On January 28, 2022, in Catalyst Pharmaceuticals, Inc. v. Becerra, the Eleventh Circuit upheld orphan exclusivity for Catalyst Pharmaceuticals and its drug Firdapse. With this decision, the Eleventh Circuit rejected the FDA's interpretation of orphan exclusivity and concluded that the agency had improperly approved a competitor product from Jacobus Pharmaceutical Co.
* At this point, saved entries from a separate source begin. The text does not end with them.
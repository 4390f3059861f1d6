//! JSON file store for contact submissions.
//!
//! DESIGN
//! ======
//! The whole store is one pretty-printed JSON array on disk. Every mutation
//! reads the full array, edits it in memory, and rewrites the file. Existing
//! elements are carried as raw JSON values: any array is a valid store, and
//! only the record being appended has the typed `Submission` shape. Appends
//! and clears go through a single writer task fed by a bounded queue, so two
//! requests can never interleave their read-modify-write cycles. Reads skip
//! the queue and go straight to the file.
//!
//! ERROR HANDLING
//! ==============
//! Writes land in a sibling `.tmp` file which is then renamed over the
//! store. A failed write leaves the previous array intact and readers never
//! see a partially written file. Errors are returned to the caller through
//! the command's reply channel. A command that panics is answered with
//! `WriterPanicked` and the writer moves on to the next one.

use std::ffi::OsString;
use std::future::Future;
use std::io;
use std::panic::AssertUnwindSafe;
use std::path::{Path, PathBuf};
use std::sync::Arc;

use futures::FutureExt;
use serde_json::Value;
use tokio::sync::{mpsc, oneshot};
use tokio::task::JoinHandle;
use tracing::{debug, error, info, warn};

use super::submission::{Submission, SubmissionDraft, next_id};

#[derive(Debug, thiserror::Error)]
pub enum StoreError {
    #[error("store i/o failed: {0}")]
    Io(#[from] io::Error),
    #[error("store is not a valid JSON array: {0}")]
    Json(#[from] serde_json::Error),
    #[error("no submission id left after {last}")]
    IdsExhausted { last: u64 },
    #[error("store writer panicked while handling a command")]
    WriterPanicked,
    #[error("store writer is not running")]
    WriterClosed,
}

/// Result of a successful append.
#[derive(Debug, Clone)]
pub struct Appended {
    pub submission: Submission,
    /// Number of records in the store after the append.
    pub total: usize,
}

enum WriteCommand {
    Append { draft: SubmissionDraft, reply: oneshot::Sender<Result<Appended, StoreError>> },
    Clear { reply: oneshot::Sender<Result<(), StoreError>> },
}

/// Handle to the on-disk submission store. Cheap to clone.
#[derive(Clone)]
pub struct SubmissionStore {
    path: Arc<PathBuf>,
    tx: mpsc::Sender<WriteCommand>,
}

impl SubmissionStore {
    /// Create the store file if missing and spawn its writer task.
    ///
    /// The writer exits once every `SubmissionStore` clone is dropped.
    ///
    /// # Errors
    ///
    /// Returns an error if the parent directory or the empty store file
    /// cannot be created.
    pub async fn open(path: impl Into<PathBuf>, queue_capacity: usize) -> Result<(Self, JoinHandle<()>), StoreError> {
        let path = Arc::new(path.into());
        ensure_store_file(&path).await?;

        let (tx, rx) = mpsc::channel(queue_capacity.max(1));
        let handle = tokio::spawn(run_writer(Arc::clone(&path), rx));

        info!(path = %path.display(), queue_capacity, "submission store ready");
        Ok((Self { path, tx }, handle))
    }

    #[must_use]
    pub fn path(&self) -> &Path {
        &self.path
    }

    /// Load and parse the full store. Elements are returned as stored,
    /// whatever their shape.
    ///
    /// # Errors
    ///
    /// Returns an error if the file cannot be read or is not a JSON array.
    pub async fn read_all(&self) -> Result<Vec<Value>, StoreError> {
        read_records(&self.path).await
    }

    /// Raw store bytes, exactly as they are on disk.
    ///
    /// # Errors
    ///
    /// Returns an error if the file cannot be read.
    pub async fn read_raw(&self) -> Result<Vec<u8>, StoreError> {
        Ok(tokio::fs::read(self.path.as_path()).await?)
    }

    /// Queue an append and wait for the writer to persist it.
    ///
    /// # Errors
    ///
    /// Returns the writer's I/O or parse error, or `WriterClosed` if the
    /// writer task is gone.
    pub async fn append(&self, draft: SubmissionDraft) -> Result<Appended, StoreError> {
        let (reply, rx) = oneshot::channel();
        self.tx
            .send(WriteCommand::Append { draft, reply })
            .await
            .map_err(|_| StoreError::WriterClosed)?;
        rx.await.map_err(|_| StoreError::WriterClosed)?
    }

    /// Replace the store with an empty array.
    ///
    /// # Errors
    ///
    /// Returns the writer's I/O error, or `WriterClosed` if the writer task
    /// is gone.
    pub async fn clear(&self) -> Result<(), StoreError> {
        let (reply, rx) = oneshot::channel();
        self.tx
            .send(WriteCommand::Clear { reply })
            .await
            .map_err(|_| StoreError::WriterClosed)?;
        rx.await.map_err(|_| StoreError::WriterClosed)?
    }
}

async fn run_writer(path: Arc<PathBuf>, mut rx: mpsc::Receiver<WriteCommand>) {
    while let Some(command) = rx.recv().await {
        match command {
            WriteCommand::Append { draft, reply } => {
                let result = guarded(append_record(&path, draft)).await;
                if reply.send(result).is_err() {
                    warn!("append caller went away before the reply");
                }
            }
            WriteCommand::Clear { reply } => {
                let result = guarded(write_records(&path, &[])).await;
                if reply.send(result).is_err() {
                    warn!("clear caller went away before the reply");
                }
            }
        }
    }
    debug!(path = %path.display(), "submission store writer stopped");
}

/// Run one writer command, turning a panic into `WriterPanicked`.
async fn guarded<T>(command: impl Future<Output = Result<T, StoreError>>) -> Result<T, StoreError> {
    match AssertUnwindSafe(command).catch_unwind().await {
        Ok(result) => result,
        Err(_) => {
            error!("store writer command panicked");
            Err(StoreError::WriterPanicked)
        }
    }
}

async fn append_record(path: &Path, draft: SubmissionDraft) -> Result<Appended, StoreError> {
    let mut records = read_records(path).await?;
    let last = max_id(&records);
    let id = next_id(draft.created_ms(), last)
        .ok_or(StoreError::IdsExhausted { last: last.unwrap_or(u64::MAX) })?;
    let submission = draft.into_submission(id);
    records.push(serde_json::to_value(&submission)?);
    write_records(path, &records).await?;
    Ok(Appended { submission, total: records.len() })
}

/// Highest integer `id` in the store. Elements without one are skipped.
fn max_id(records: &[Value]) -> Option<u64> {
    records.iter().filter_map(|record| record.get("id").and_then(Value::as_u64)).max()
}

async fn read_records(path: &Path) -> Result<Vec<Value>, StoreError> {
    let raw = tokio::fs::read(path).await?;
    Ok(serde_json::from_slice(&raw)?)
}

async fn write_records(path: &Path, records: &[Value]) -> Result<(), StoreError> {
    let bytes = serde_json::to_vec_pretty(records)?;
    let tmp = temp_path(path);
    tokio::fs::write(&tmp, &bytes).await?;
    tokio::fs::rename(&tmp, path).await?;
    Ok(())
}

async fn ensure_store_file(path: &Path) -> Result<(), StoreError> {
    if let Some(parent) = path.parent().filter(|p| !p.as_os_str().is_empty()) {
        tokio::fs::create_dir_all(parent).await?;
    }
    if !tokio::fs::try_exists(path).await? {
        write_records(path, &[]).await?;
        info!(path = %path.display(), "created empty submission store");
    }
    Ok(())
}

fn temp_path(path: &Path) -> PathBuf {
    let mut name = path.file_name().map(OsString::from).unwrap_or_default();
    name.push(".tmp");
    path.with_file_name(name)
}

#[cfg(test)]
#[path = "store_test.rs"]
mod tests;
On February 4, 2019, Bernie Sanders, United States Senator from Vermont, publicly sent a letter to Catalyst asking why they raised the price of their drug Firdapse to an annual cost of $375,000, considering Firdapse was previously free of charge through an FDA compassionate use program. Catalyst responded by saying, "The approval of Firdapse by the FDA means that all LEMS patients in the United States now have access to this much-needed medication". Sanders questioned the financial decision regarding the negative impact, specifically asking about how many patients would suffer or die, for patients who may no longer be able to afford the drug. The drug is used to treat Lambert–Eaton myasthenic syndrome (LEMS), which is a rare neuromuscular disorder.